A Biased Nonnegative Block Term Tensor Decomposition Model for Dynamic QoS Prediction

arXiv:2605.04813v2 Announce Type: replace Abstract: With the rapid development of cloud computing and Web services, Quality of Service (QoS) has become a key criterion for service selection and recommendation. Tensor latent feature analysis provides an effective way to model multidimensional QoS data, and most existing QoS prediction methods are mainly based on Canonical Polyadic (CP) decomposition or Tucker decomposition.
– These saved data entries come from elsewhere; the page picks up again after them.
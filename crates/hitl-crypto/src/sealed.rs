//! Sealed-box codec for tool arguments and human responses.
//!
//! Wire format: base64(nonce ‖ ciphertext) where the ciphertext is
//! XChaCha20-Poly1305 over the JSON-serialized payload, keyed by
//! HKDF-SHA256 of the X25519 static-static shared secret between the local
//! private key and the counterpart public key.
//!
//! Because the shared secret is symmetric, the device holding the
//! counterpart private key derives the identical AEAD key from the agent's
//! public key: this is a mutual-authentication sealed channel, not an
//! anonymous sealed box. Whoever lacks either private key cannot open the
//! payload, and the relay in the middle never can.

use base64::engine::general_purpose::STANDARD as BASE64;
use base64::Engine as _;
use chacha20poly1305::aead::{Aead, KeyInit};
use chacha20poly1305::{XChaCha20Poly1305, XNonce};
use hkdf::Hkdf;
use rand::RngCore;
use sha2::Sha256;
use x25519_dalek::PublicKey;
use zeroize::Zeroize;

use hitl_types::errors::ProxyError;

use crate::keypair::{decode_public_key, AgentKeypair};

/// Domain-separation context for the derived AEAD key.
const KDF_CONTEXT: &[u8] = b"hitl-e2ee-v1";
/// XChaCha20-Poly1305 nonce length.
const NONCE_LEN: usize = 24;

/// Seals payloads for one counterpart key and opens payloads sealed by it.
#[derive(Clone)]
pub struct SealedBox {
    keypair: AgentKeypair,
}

impl SealedBox {
    /// A codec bound to the local identity keypair.
    pub fn new(keypair: AgentKeypair) -> Self {
        Self { keypair }
    }

    /// The local identity's public key, base64-encoded.
    pub fn local_public_key_b64(&self) -> String {
        self.keypair.public_key_b64()
    }

    /// Seal a structured payload for the recipient.
    ///
    /// Rejects an absent recipient key before touching any cryptography.
    pub fn seal(
        &self,
        payload: &serde_json::Value,
        recipient_public_key_b64: &str,
    ) -> Result<String, ProxyError> {
        if recipient_public_key_b64.trim().is_empty() {
            return Err(ProxyError::NoRecipientKey);
        }
        let recipient = decode_public_key(recipient_public_key_b64)
            .map_err(|e| ProxyError::Encryption(e.to_string()))?;

        let plaintext = serde_json::to_vec(payload)
            .map_err(|e| ProxyError::Encryption(format!("payload serialization: {e}")))?;

        let cipher = self.cipher_for(&recipient)?;

        let mut nonce_bytes = [0u8; NONCE_LEN];
        rand::thread_rng().fill_bytes(&mut nonce_bytes);
        let nonce = XNonce::from_slice(&nonce_bytes);

        let ciphertext = cipher
            .encrypt(nonce, plaintext.as_slice())
            .map_err(|_| ProxyError::Encryption("AEAD seal failed".to_string()))?;

        let mut combined = Vec::with_capacity(NONCE_LEN + ciphertext.len());
        combined.extend_from_slice(&nonce_bytes);
        combined.extend_from_slice(&ciphertext);

        Ok(BASE64.encode(combined))
    }

    /// Open a sealed payload produced by the counterpart.
    ///
    /// Returns the deserialized JSON value, or a plain string value when the
    /// plaintext is not JSON. Malformed encoding, tampered ciphertext, and
    /// wrong-key mismatches all collapse into [`ProxyError::Decryption`];
    /// unauthenticated bytes are never returned.
    pub fn open(
        &self,
        sealed_b64: &str,
        counterpart_public_key_b64: &str,
    ) -> Result<serde_json::Value, ProxyError> {
        if counterpart_public_key_b64.trim().is_empty() {
            return Err(ProxyError::NoRecipientKey);
        }
        let counterpart =
            decode_public_key(counterpart_public_key_b64).map_err(|_| ProxyError::Decryption)?;

        let combined = BASE64
            .decode(sealed_b64.trim())
            .map_err(|_| ProxyError::Decryption)?;
        if combined.len() <= NONCE_LEN {
            return Err(ProxyError::Decryption);
        }
        let nonce = XNonce::from_slice(&combined[..NONCE_LEN]);
        let ciphertext = &combined[NONCE_LEN..];

        let cipher = self
            .cipher_for(&counterpart)
            .map_err(|_| ProxyError::Decryption)?;
        let plaintext = cipher
            .decrypt(nonce, ciphertext)
            .map_err(|_| ProxyError::Decryption)?;

        match serde_json::from_slice(&plaintext) {
            Ok(value) => Ok(value),
            // A counterpart may seal raw reply text rather than JSON.
            Err(_) => String::from_utf8(plaintext)
                .map(serde_json::Value::String)
                .map_err(|_| ProxyError::Decryption),
        }
    }

    fn cipher_for(&self, counterpart: &PublicKey) -> Result<XChaCha20Poly1305, ProxyError> {
        let shared = self.keypair.shared_secret(counterpart);
        let hkdf = Hkdf::<Sha256>::new(None, shared.as_bytes());
        let mut key = [0u8; 32];
        hkdf.expand(KDF_CONTEXT, &mut key)
            .map_err(|_| ProxyError::Encryption("key derivation failed".to_string()))?;
        let cipher = XChaCha20Poly1305::new_from_slice(&key)
            .map_err(|_| ProxyError::Encryption("cipher init failed".to_string()))?;
        key.zeroize();
        Ok(cipher)
    }
}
However, constrained by their inherent structural properties, these methods cannot accurately capture the complex and dynamic dependencies in user-service interactions, which limits their prediction performance. To address this issue, this paper proposes a dynamic QoS prediction framework based on the Biased Nonnegative Block Term Tensor Decomposition Model, termed BNBT. Specifically, the proposed framework is developed from three aspects: (1) block term tensor decomposition is employed to enhance the representation capability of latent feature learning; (2) linear bias terms are incorporated to further improve prediction accuracy; and (3) a tensor-oriented single-element-dependent nonnegative multiplicative update algorithm, called SLF-NMUT, is designed for efficient parameter estimation. Extensive experiments on real-world QoS datasets demonstrate that the proposed BNBT framework consistently outperforms several state-of-the-art QoS prediction methods in terms of prediction accuracy.